Stored items:
-------------------------
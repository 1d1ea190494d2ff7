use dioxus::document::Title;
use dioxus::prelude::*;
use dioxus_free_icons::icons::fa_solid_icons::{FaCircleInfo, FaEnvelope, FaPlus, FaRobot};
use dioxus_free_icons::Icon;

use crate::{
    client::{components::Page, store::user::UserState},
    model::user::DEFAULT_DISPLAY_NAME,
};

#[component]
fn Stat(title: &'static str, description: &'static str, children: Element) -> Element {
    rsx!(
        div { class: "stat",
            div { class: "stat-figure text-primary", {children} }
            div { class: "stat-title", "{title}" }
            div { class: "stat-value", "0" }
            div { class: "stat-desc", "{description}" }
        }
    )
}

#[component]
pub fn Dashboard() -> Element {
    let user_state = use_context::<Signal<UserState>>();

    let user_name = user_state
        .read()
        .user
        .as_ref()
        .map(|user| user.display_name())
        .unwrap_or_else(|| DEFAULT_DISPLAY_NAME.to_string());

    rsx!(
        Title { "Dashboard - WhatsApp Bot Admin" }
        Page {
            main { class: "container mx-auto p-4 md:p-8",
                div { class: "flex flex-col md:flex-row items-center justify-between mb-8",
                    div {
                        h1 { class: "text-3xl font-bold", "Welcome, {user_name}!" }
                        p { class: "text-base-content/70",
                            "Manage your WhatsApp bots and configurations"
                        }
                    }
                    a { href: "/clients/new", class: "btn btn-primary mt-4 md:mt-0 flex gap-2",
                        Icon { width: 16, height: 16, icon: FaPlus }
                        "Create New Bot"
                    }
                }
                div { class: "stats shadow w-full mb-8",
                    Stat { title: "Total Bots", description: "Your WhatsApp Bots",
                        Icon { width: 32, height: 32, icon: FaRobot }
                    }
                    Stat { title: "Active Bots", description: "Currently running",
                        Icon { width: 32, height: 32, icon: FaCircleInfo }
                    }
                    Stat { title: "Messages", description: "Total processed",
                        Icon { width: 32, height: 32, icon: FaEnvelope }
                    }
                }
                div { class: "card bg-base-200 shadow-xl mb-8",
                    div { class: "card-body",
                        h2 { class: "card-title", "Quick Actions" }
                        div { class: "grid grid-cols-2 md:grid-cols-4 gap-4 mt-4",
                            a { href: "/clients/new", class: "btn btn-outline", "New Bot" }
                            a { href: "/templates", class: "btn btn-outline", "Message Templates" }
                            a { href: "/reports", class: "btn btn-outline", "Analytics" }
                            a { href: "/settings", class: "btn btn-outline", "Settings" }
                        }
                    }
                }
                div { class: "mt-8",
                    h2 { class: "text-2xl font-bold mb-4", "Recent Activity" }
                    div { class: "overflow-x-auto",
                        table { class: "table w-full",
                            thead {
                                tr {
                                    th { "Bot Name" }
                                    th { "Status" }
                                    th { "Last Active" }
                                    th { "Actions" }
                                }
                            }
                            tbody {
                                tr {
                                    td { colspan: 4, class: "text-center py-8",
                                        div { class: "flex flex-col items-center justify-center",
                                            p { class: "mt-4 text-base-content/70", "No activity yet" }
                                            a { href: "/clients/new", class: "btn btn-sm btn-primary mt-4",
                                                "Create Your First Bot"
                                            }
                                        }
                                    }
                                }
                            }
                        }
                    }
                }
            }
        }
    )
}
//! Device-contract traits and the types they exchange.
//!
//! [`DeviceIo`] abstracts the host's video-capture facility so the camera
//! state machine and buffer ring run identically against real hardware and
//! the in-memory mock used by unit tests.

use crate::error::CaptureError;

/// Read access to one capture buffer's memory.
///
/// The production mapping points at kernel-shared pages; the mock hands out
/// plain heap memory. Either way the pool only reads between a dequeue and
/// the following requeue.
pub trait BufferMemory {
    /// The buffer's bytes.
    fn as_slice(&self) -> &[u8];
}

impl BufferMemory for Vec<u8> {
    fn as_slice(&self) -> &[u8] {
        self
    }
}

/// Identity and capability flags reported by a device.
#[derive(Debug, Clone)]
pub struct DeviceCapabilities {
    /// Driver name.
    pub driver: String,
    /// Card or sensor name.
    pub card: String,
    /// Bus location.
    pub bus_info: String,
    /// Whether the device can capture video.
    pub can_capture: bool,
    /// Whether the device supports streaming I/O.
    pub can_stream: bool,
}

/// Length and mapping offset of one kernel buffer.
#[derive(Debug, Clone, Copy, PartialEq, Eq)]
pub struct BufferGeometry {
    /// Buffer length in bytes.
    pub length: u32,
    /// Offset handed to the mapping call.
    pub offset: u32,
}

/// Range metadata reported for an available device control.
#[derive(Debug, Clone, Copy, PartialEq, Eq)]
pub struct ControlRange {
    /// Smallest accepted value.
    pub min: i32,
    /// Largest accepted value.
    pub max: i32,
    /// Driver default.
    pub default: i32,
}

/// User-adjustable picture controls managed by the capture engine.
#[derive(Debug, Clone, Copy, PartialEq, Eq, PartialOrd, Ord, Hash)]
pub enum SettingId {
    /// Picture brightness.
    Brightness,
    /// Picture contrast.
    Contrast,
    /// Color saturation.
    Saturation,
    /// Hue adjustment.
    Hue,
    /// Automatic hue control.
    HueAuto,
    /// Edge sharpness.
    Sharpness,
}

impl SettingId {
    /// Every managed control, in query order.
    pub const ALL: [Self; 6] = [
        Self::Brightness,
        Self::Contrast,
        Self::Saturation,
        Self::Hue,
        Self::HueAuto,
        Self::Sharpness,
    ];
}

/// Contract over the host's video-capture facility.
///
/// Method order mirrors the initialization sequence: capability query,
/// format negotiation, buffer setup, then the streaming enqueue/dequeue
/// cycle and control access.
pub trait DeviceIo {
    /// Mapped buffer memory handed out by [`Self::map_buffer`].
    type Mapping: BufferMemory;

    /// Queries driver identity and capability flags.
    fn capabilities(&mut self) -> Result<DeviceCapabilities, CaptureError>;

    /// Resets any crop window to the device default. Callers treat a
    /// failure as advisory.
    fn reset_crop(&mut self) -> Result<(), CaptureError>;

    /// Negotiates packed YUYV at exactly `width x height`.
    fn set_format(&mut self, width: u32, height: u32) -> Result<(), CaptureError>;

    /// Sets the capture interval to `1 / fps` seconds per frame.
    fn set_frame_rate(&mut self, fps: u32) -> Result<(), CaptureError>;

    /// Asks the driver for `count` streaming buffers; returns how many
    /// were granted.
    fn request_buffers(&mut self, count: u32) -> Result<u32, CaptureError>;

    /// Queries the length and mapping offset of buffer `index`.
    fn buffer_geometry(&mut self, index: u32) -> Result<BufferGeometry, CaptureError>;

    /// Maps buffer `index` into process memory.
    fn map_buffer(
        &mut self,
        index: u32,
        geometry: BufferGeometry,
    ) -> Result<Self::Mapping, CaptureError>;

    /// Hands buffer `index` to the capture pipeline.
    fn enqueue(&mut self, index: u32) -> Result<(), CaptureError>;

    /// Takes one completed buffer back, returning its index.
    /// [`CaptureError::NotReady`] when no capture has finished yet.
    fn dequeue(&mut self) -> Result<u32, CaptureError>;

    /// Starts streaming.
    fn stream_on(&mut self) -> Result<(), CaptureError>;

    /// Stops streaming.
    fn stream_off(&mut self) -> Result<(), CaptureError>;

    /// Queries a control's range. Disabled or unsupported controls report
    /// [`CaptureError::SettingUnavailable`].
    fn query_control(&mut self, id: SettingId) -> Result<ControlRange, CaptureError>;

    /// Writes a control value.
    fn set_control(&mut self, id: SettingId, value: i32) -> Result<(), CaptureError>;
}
-------------------------
Activity =>
The response should be an exact repeat of the data above.

Task response =>
repository 1d1ea190494d2ff7
use dioxus::document::Title;
use dioxus::prelude::*;
use dioxus_free_icons::icons::fa_solid_icons::{FaCircleInfo, FaEnvelope, FaPlus, FaRobot};
use dioxus_free_icons::Icon;

use crate::{
    client::{components::Page, store::user::UserState},
    model::user::DEFAULT_DISPLAY_NAME,
};

#[component]
fn Stat(title: &'static str, description: &'static str, children: Element) -> Element {
    rsx!(
        div { class: "stat",
            div { class: "stat-figure text-primary", {children} }
            div { class: "stat-title", "{title}" }
            div { class: "stat-value", "0" }
            div { class: "stat-desc", "{description}" }
        }
    )
}

#[component]
pub fn Dashboard() -> Element {
    let user_state = use_context::<Signal<UserState>>();

    let user_name = user_state
        .read()
        .user
        .as_ref()
        .map(|user| user.display_name())
        .unwrap_or_else(|| DEFAULT_DISPLAY_NAME.to_string());

    rsx!(
        Title { "Dashboard - WhatsApp Bot Admin" }
        Page {
            main { class: "container mx-auto p-4 md:p-8",
                div { class: "flex flex-col md:flex-row items-center justify-between mb-8",
                    div {
                        h1 { class: "text-3xl font-bold", "Welcome, {user_name}!" }
                        p { class: "text-base-content/70",
                            "Manage your WhatsApp bots and configurations"
                        }
                    }
                    a { href: "/clients/new", class: "btn btn-primary mt-4 md:mt-0 flex gap-2",
                        Icon { width: 16, height: 16, icon: FaPlus }
                        "Create New Bot"
                    }
                }
                div { class: "stats shadow w-full mb-8",
                    Stat { title: "Total Bots", description: "Your WhatsApp Bots",
                        Icon { width: 32, height: 32, icon: FaRobot }
                    }
                    Stat { title: "Active Bots", description: "Currently running",
                        Icon { width: 32, height: 32, icon: FaCircleInfo }
                    }
                    Stat { title: "Messages", description: "Total processed",
                        Icon { width: 32, height: 32, icon: FaEnvelope }
                    }
                }
                div { class: "card bg-base-200 shadow-xl mb-8",
                    div { class: "card-body",
                        h2 { class: "card-title", "Quick Actions" }
                        div { class: "grid grid-cols-2 md:grid-cols-4 gap-4 mt-4",
                            a { href: "/clients/new", class: "btn btn-outline", "New Bot" }
                            a { href: "/templates", class: "btn btn-outline", "Message Templates" }
                            a { href: "/reports", class: "btn btn-outline", "Analytics" }
                            a { href: "/settings", class: "btn btn-outline", "Settings" }
                        }
                    }
                }
                div { class: "mt-8",
                    h2 { class: "text-2xl font-bold mb-4", "Recent Activity" }
                    div { class: "overflow-x-auto",
                        table { class: "table w-full",
                            thead {
                                tr {
                                    th { "Bot Name" }
                                    th { "Status" }
                                    th { "Last Active" }
                                    th { "Actions" }
                                }
                            }
                            tbody {
                                tr {
                                    td { colspan: 4, class: "text-center py-8",
                                        div { class: "flex flex-col items-center justify-center",
                                            p { class: "mt-4 text-base-content/70", "No activity yet" }
                                            a { href: "/clients/new", class: "btn btn-sm btn-primary mt-4",
                                                "Create Your First Bot"
                                            }
                                        }
                                    }
                                }
                            }
                        }
                    }
                }
            }
        }
    )
}
//! Device-contract traits and the types they exchange.
//!
//! [`DeviceIo`] abstracts the host's video-capture facility so the camera
//! state machine and buffer ring run identically against real hardware and
//! the in-memory mock used by unit tests.

use crate::error::CaptureError;

/// Read access to one capture buffer's memory.
///
/// The production mapping points at kernel-shared pages; the mock hands out
/// plain heap memory. Either way the pool only reads between a dequeue and
/// the following requeue.
pub trait BufferMemory {
    /// The buffer's bytes.
    fn as_slice(&self) -> &[u8];
}

impl BufferMemory for Vec<u8> {
    fn as_slice(&self) -> &[u8] {
        self
    }
}

/// Identity and capability flags reported by a device.
#[derive(Debug, Clone)]
pub struct DeviceCapabilities {
    /// Driver name.
    pub driver: String,
    /// Card or sensor name.
    pub card: String,
    /// Bus location.
    pub bus_info: String,
    /// Whether the device can capture video.
    pub can_capture: bool,
    /// Whether the device supports streaming I/O.
    pub can_stream: bool,
}

/// Length and mapping offset of one kernel buffer.
#[derive(Debug, Clone, Copy, PartialEq, Eq)]
pub struct BufferGeometry {
    /// Buffer length in bytes.
    pub length: u32,
    /// Offset handed to the mapping call.
    pub offset: u32,
}

/// Range metadata reported for an available device control.
#[derive(Debug, Clone, Copy, PartialEq, Eq)]
pub struct ControlRange {
    /// Smallest accepted value.
    pub min: i32,
    /// Largest accepted value.
    pub max: i32,
    /// Driver default.
    pub default: i32,
}

/// User-adjustable picture controls managed by the capture engine.
#[derive(Debug, Clone, Copy, PartialEq, Eq, PartialOrd, Ord, Hash)]
pub enum SettingId {
    /// Picture brightness.
    Brightness,
    /// Picture contrast.
    Contrast,
    /// Color saturation.
    Saturation,
    /// Hue adjustment.
    Hue,
    /// Automatic hue control.
    HueAuto,
    /// Edge sharpness.
    Sharpness,
}

impl SettingId {
    /// Every managed control, in query order.
    pub const ALL: [Self; 6] = [
        Self::Brightness,
        Self::Contrast,
        Self::Saturation,
        Self::Hue,
        Self::HueAuto,
        Self::Sharpness,
    ];
}

/// Contract over the host's video-capture facility.
///
/// Method order mirrors the initialization sequence: capability query,
/// format negotiation, buffer setup, then the streaming enqueue/dequeue
/// cycle and control access.
pub trait DeviceIo {
    /// Mapped buffer memory handed out by [`Self::map_buffer`].
    type Mapping: BufferMemory;

    /// Queries driver identity and capability flags.
    fn capabilities(&mut self) -> Result<DeviceCapabilities, CaptureError>;

    /// Resets any crop window to the device default. Callers treat a
    /// failure as advisory.
    fn reset_crop(&mut self) -> Result<(), CaptureError>;

    /// Negotiates packed YUYV at exactly `width x height`.
    fn set_format(&mut self, width: u32, height: u32) -> Result<(), CaptureError>;

    /// Sets the capture interval to `1 / fps` seconds per frame.
    fn set_frame_rate(&mut self, fps: u32) -> Result<(), CaptureError>;

    /// Asks the driver for `count` streaming buffers; returns how many
    /// were granted.
    fn request_buffers(&mut self, count: u32) -> Result<u32, CaptureError>;

    /// Queries the length and mapping offset of buffer `index`.
    fn buffer_geometry(&mut self, index: u32) -> Result<BufferGeometry, CaptureError>;

    /// Maps buffer `index` into process memory.
    fn map_buffer(
        &mut self,
        index: u32,
        geometry: BufferGeometry,
    ) -> Result<Self::Mapping, CaptureError>;

    /// Hands buffer `index` to the capture pipeline.
    fn enqueue(&mut self, index: u32) -> Result<(), CaptureError>;

    /// Takes one completed buffer back, returning its index.
    /// [`CaptureError::NotReady`] when no capture has finished yet.
    fn dequeue(&mut self) -> Result<u32, CaptureError>;

    /// Starts streaming.
    fn stream_on(&mut self) -> Result<(), CaptureError>;

    /// Stops streaming.
    fn stream_off(&mut self) -> Result<(), CaptureError>;

    /// Queries a control's range. Disabled or unsupported controls report
    /// [`CaptureError::SettingUnavailable`].
    fn query_control(&mut self, id: SettingId) -> Result<ControlRange, CaptureError>;

    /// Writes a control value.
    fn set_control(&mut self, id: SettingId, value: i32) -> Result<(), CaptureError>;
}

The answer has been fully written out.